■ What to produce: Copy word for word, please, the lines of the entries below running from the one containing "committed stage change" to the one containing "for each sample", both ends included.

#### Dataset content ####

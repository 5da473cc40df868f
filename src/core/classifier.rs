//! Stage classifier: angle → target stage with asymmetric hysteresis
//!
//! Hard bounds:
//! - angle ≤ contracted − m → UP
//! - angle ≥ extended + m → DOWN
//!
//! Between them the current stage decides:
//! - UP stays UP below contracted + m, else MOVING_DOWN
//! - DOWN stays DOWN above extended − m, else MOVING_UP
//! - MOVING_UP / MOVING_DOWN coast until a hard bound is crossed

use crate::types::{ArmStage, Calibration};
use crate::HYSTERESIS_MARGIN_DEG;

/// Pure classifier, parameterised by the hysteresis margin
#[derive(Debug, Clone, Copy)]
pub struct StageClassifier {
    margin: f64,
}

impl Default for StageClassifier {
    fn default() -> Self {
        Self::new(HYSTERESIS_MARGIN_DEG)
    }
}

impl StageClassifier {
    pub fn new(margin: f64) -> Self {
        Self { margin }
    }

    pub fn margin(&self) -> f64 {
        self.margin
    }

    /// Target stage for `angle` given the committed `current` stage
    ///
    /// Advisory only; the confirmer decides whether it is applied.
    pub fn target_stage(&self, angle: f64, calibration: &Calibration, current: ArmStage) -> ArmStage {
        let contracted = calibration.contracted_threshold;
        let extended = calibration.extended_threshold;
        let m = self.margin;

        if angle <= contracted - m {
            return ArmStage::Up;
        }
        if angle >= extended + m {
            return ArmStage::Down;
        }

        match current {
            ArmStage::Up => {
                if angle < contracted + m {
                    ArmStage::Up
                } else {
                    ArmStage::MovingDown
                }
            }
            ArmStage::Down => {
                if angle > extended - m {
                    ArmStage::Down
                } else {
                    ArmStage::MovingUp
                }
            }
            // Hard bounds already handled above
            ArmStage::MovingUp | ArmStage::MovingDown => current,
        }
    }
}

/// Classify with the default margin
pub fn target_stage(angle: f64, calibration: &Calibration, current: ArmStage) -> ArmStage {
    StageClassifier::default().target_stage(angle, calibration, current)
}

// =============================================================================
// TESTS
// =============================================================================
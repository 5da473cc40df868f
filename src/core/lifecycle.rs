//! Rep lifecycle: decides on committed transitions whether a rep completed
//!
//! Cases, checked in order (first match wins):
//! - prev UP → MOVING_DOWN/DOWN closes a cycle measured from `last_down_time`.
//!   Long enough: counted. Too fast: discarded, origin kept.
//! - → DOWN marks the start of the next cycle.
//! - → UP with no start recorded yet starts timing without crediting a rep.

use log::debug;
use rand::seq::SliceRandom;
use rand::Rng;

use crate::types::{ArmStage, Compliment, LimbMetrics, RepOutcome};
use crate::MIN_REP_DURATION_SECS;

/// Per-limb rep timing state
#[derive(Debug, Clone)]
pub struct RepLifecycle {
    min_rep_duration: f64,
    rep_start_time: Option<f64>,
    last_rep_completed_time: Option<f64>,
    active_compliment: Option<Compliment>,
}

impl Default for RepLifecycle {
    fn default() -> Self {
        Self::new(MIN_REP_DURATION_SECS)
    }
}

impl RepLifecycle {
    pub fn new(min_rep_duration: f64) -> Self {
        Self {
            min_rep_duration,
            rep_start_time: None,
            last_rep_completed_time: None,
            active_compliment: None,
        }
    }

    /// Handle a committed `prev → new` transition at `now`
    pub fn on_transition<R: Rng + ?Sized>(
        &mut self,
        prev: ArmStage,
        new: ArmStage,
        now: f64,
        metrics: &mut LimbMetrics,
        rng: &mut R,
    ) -> Option<RepOutcome> {
        if prev == ArmStage::Up {
            if matches!(new, ArmStage::MovingDown | ArmStage::Down) {
                return Some(self.close_cycle(now, metrics, rng));
            }
        } else if new == ArmStage::Down {
            self.rep_start_time = Some(now);
        } else if new == ArmStage::Up && self.rep_start_time.is_none() {
            self.rep_start_time = Some(now);
        }
        None
    }

    fn close_cycle<R: Rng + ?Sized>(&mut self, now: f64, metrics: &mut LimbMetrics, rng: &mut R) -> RepOutcome {
        let rep_time = now - metrics.last_down_time;

        if rep_time >= self.min_rep_duration {
            return self.count_rep(rep_time, now, metrics, rng);
        }

        // Too fast or unmeasurable (NaN): origin stays put for the next attempt
        debug!("rep discarded: {:.3}s < {:.3}s", rep_time, self.min_rep_duration);
        RepOutcome::Discarded { rep_time }
    }

    fn count_rep<R: Rng + ?Sized>(
        &mut self,
        rep_time: f64,
        now: f64,
        metrics: &mut LimbMetrics,
        rng: &mut R,
    ) -> RepOutcome {
        metrics.rep_count += 1;
        metrics.rep_time = rep_time;
        metrics.min_rep_time = if metrics.min_rep_time == 0.0 {
            rep_time
        } else {
            metrics.min_rep_time.min(rep_time)
        };
        metrics.last_down_time = now;
        metrics.curr_rep_time = 0.0;

        self.last_rep_completed_time = Some(now);
        self.active_compliment = Compliment::ALL.choose(rng).copied();

        debug!("rep {} counted in {:.3}s", metrics.rep_count, rep_time);
        RepOutcome::Counted {
            rep_count: metrics.rep_count,
            rep_time,
        }
    }

    /// Refresh the live rep timer while the limb is UP
    pub fn update_live_timer(&self, now: f64, metrics: &mut LimbMetrics) {
        if metrics.stage != ArmStage::Up {
            return;
        }
        if let Some(start) = self.rep_start_time {
            metrics.curr_rep_time = now - start;
        }
    }

    /// Compliment to show at `now`, if still inside `window` seconds of the last rep
    pub fn praise(&self, now: f64, window: f64) -> Option<Compliment> {
        let completed = self.last_rep_completed_time?;
        if now - completed < window {
            self.active_compliment
        } else {
            None
        }
    }

    pub fn rep_start_time(&self) -> Option<f64> {
        self.rep_start_time
    }

    pub fn last_rep_completed_time(&self) -> Option<f64> {
        self.last_rep_completed_time
    }

    pub fn active_compliment(&self) -> Option<Compliment> {
        self.active_compliment
    }

    /// Forget the in-progress rep start (limb reset)
    pub fn clear_rep_start(&mut self) {
        self.rep_start_time = None;
    }
}

// =============================================================================
// TESTS
// =============================================================================
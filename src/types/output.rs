//! Output structures for each processed sample

use colored::Colorize;
use serde::{Deserialize, Serialize};

use crate::types::{ArmStage, Feedback, FormIssue, Limb, ReasonCode};

/// A committed stage change
#[derive(Debug, Clone, Copy, PartialEq, Eq, Serialize, Deserialize)]
pub struct Transition {
    pub from: ArmStage,
    pub to: ArmStage,
}

/// What happened to a closing rep cycle
#[derive(Debug, Clone, Copy, PartialEq, Serialize, Deserialize)]
#[serde(tag = "outcome", rename_all = "snake_case")]
pub enum RepOutcome {
    /// Cycle was long enough and was counted
    Counted { rep_count: u32, rep_time: f64 },
    /// Cycle was shorter than the minimum rep duration
    Discarded { rep_time: f64 },
}

impl RepOutcome {
    pub fn is_counted(&self) -> bool {
        matches!(self, RepOutcome::Counted { .. })
    }

    pub fn rep_time(&self) -> f64 {
        match self {
            RepOutcome::Counted { rep_time, .. } | RepOutcome::Discarded { rep_time } => *rep_time,
        }
    }
}

/// Output structure for each sample
#[derive(Debug, Clone, PartialEq, Serialize, Deserialize)]
pub struct SampleOutput {
    /// Which limb
    pub limb: Limb,
    /// Caller-supplied timestamp (seconds)
    pub at: f64,
    /// Raw angle (degrees)
    pub angle: f64,
    /// Velocity estimate, `None` while buffering
    pub velocity: Option<f64>,
    /// Committed stage after this sample
    pub stage: ArmStage,
    /// Reps counted so far
    pub rep_count: u32,
    /// Stage change committed on this sample
    #[serde(skip_serializing_if = "Option::is_none")]
    pub transition: Option<Transition>,
    /// Rep cycle closed on this sample
    #[serde(skip_serializing_if = "Option::is_none")]
    pub rep: Option<RepOutcome>,
    /// Feedback shown, `None` if the sample was skipped
    pub feedback: Option<Feedback>,
    /// Issue to add to the session history
    #[serde(skip_serializing_if = "Option::is_none")]
    pub issue: Option<FormIssue>,
    /// Why the sample produced this output
    pub reason: ReasonCode,
}

impl SampleOutput {
    /// Did this sample count a rep?
    pub fn counted_rep(&self) -> bool {
        self.rep.map(|rep| rep.is_counted()).unwrap_or(false)
    }

    /// Format for terminal display (with colors)
    pub fn to_terminal_string(&self) -> String {
        let line = format!(
            "{} {:<5} t={:>7.3}s angle={:>6.1} | stage={:<11} | reps={} | {}",
            self.stage.glyph(),
            self.limb,
            self.at,
            self.angle,
            self.stage,
            self.rep_count,
            self.feedback_text()
        );
        let line = line.color(self.stage.color());
        match (self.rep, self.issue) {
            (Some(RepOutcome::Counted { .. }), _) => line.bold().to_string(),
            (_, Some(issue)) if issue.is_safety() => line.red().bold().to_string(),
            _ => line.to_string(),
        }
    }

    /// Format for parseable output (no colors)
    pub fn to_parseable_string(&self) -> String {
        format!(
            "limb={} | t={:.3} | angle={:.1} | stage={} | reps={} | feedback={} | reason={}",
            self.limb,
            self.at,
            self.angle,
            self.stage,
            self.rep_count,
            self.feedback_text(),
            self.reason.code()
        )
    }

    /// Velocity and reason suffix for verbose output
    pub fn to_verbose_suffix(&self) -> String {
        let velocity = self
            .velocity
            .map(|v| format!("{:.2}", v))
            .unwrap_or_else(|| "-".to_string());
        format!("velocity={} | {}", velocity, self.reason)
    }

    fn feedback_text(&self) -> &'static str {
        self.feedback.map(|f| f.message()).unwrap_or("-")
    }
}

// =============================================================================
// TESTS
// =============================================================================

#[cfg(test)]
mod tests {
    use super::*;

    fn output() -> SampleOutput {
        SampleOutput {
            limb: Limb::Right,
            at: 1.5,
            angle: 168.3,
            velocity: Some(0.0),
            stage: ArmStage::Down,
            rep_count: 2,
            transition: Some(Transition { from: ArmStage::Up, to: ArmStage::Down }),
            rep: Some(RepOutcome::Counted { rep_count: 2, rep_time: 0.9 }),
            feedback: Some(Feedback::MaintainForm),
            issue: None,
            reason: ReasonCode::R005_REP_COUNTED,
        }
    }

    #[test]
    fn test_counted_rep() {
        let mut out = output();
        assert!(out.counted_rep());
        out.rep = Some(RepOutcome::Discarded { rep_time: 0.3 });
        assert!(!out.counted_rep());
        assert_eq!(out.rep.map(|r| r.rep_time()), Some(0.3));
        out.rep = None;
        assert!(!out.counted_rep());
    }

    #[test]
    fn test_parseable_string() {
        assert_eq!(
            output().to_parseable_string(),
            "limb=RIGHT | t=1.500 | angle=168.3 | stage=DOWN | reps=2 | feedback=Maintain Form | reason=R005_REP_COUNTED"
        );
    }

    #[test]
    fn test_skipped_sample_renders_placeholders() {
        let mut out = output();
        out.velocity = None;
        out.feedback = None;
        assert!(out.to_parseable_string().contains("feedback=-"));
        assert!(out.to_verbose_suffix().starts_with("velocity=- |"));
    }
}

####

■ Exercise result:
/// A committed stage change
#[derive(Debug, Clone, Copy, PartialEq, Eq, Serialize, Deserialize)]
pub struct Transition {
    pub from: ArmStage,
    pub to: ArmStage,
}

/// What happened to a closing rep cycle
#[derive(Debug, Clone, Copy, PartialEq, Serialize, Deserialize)]
#[serde(tag = "outcome", rename_all = "snake_case")]
pub enum RepOutcome {
    /// Cycle was long enough and was counted
    Counted { rep_count: u32, rep_time: f64 },
    /// Cycle was shorter than the minimum rep duration
    Discarded { rep_time: f64 },
}

impl RepOutcome {
    pub fn is_counted(&self) -> bool {
        matches!(self, RepOutcome::Counted { .. })
    }

    pub fn rep_time(&self) -> f64 {
        match self {
            RepOutcome::Counted { rep_time, .. } | RepOutcome::Discarded { rep_time } => *rep_time,
        }
    }
}

/// Output structure for each sample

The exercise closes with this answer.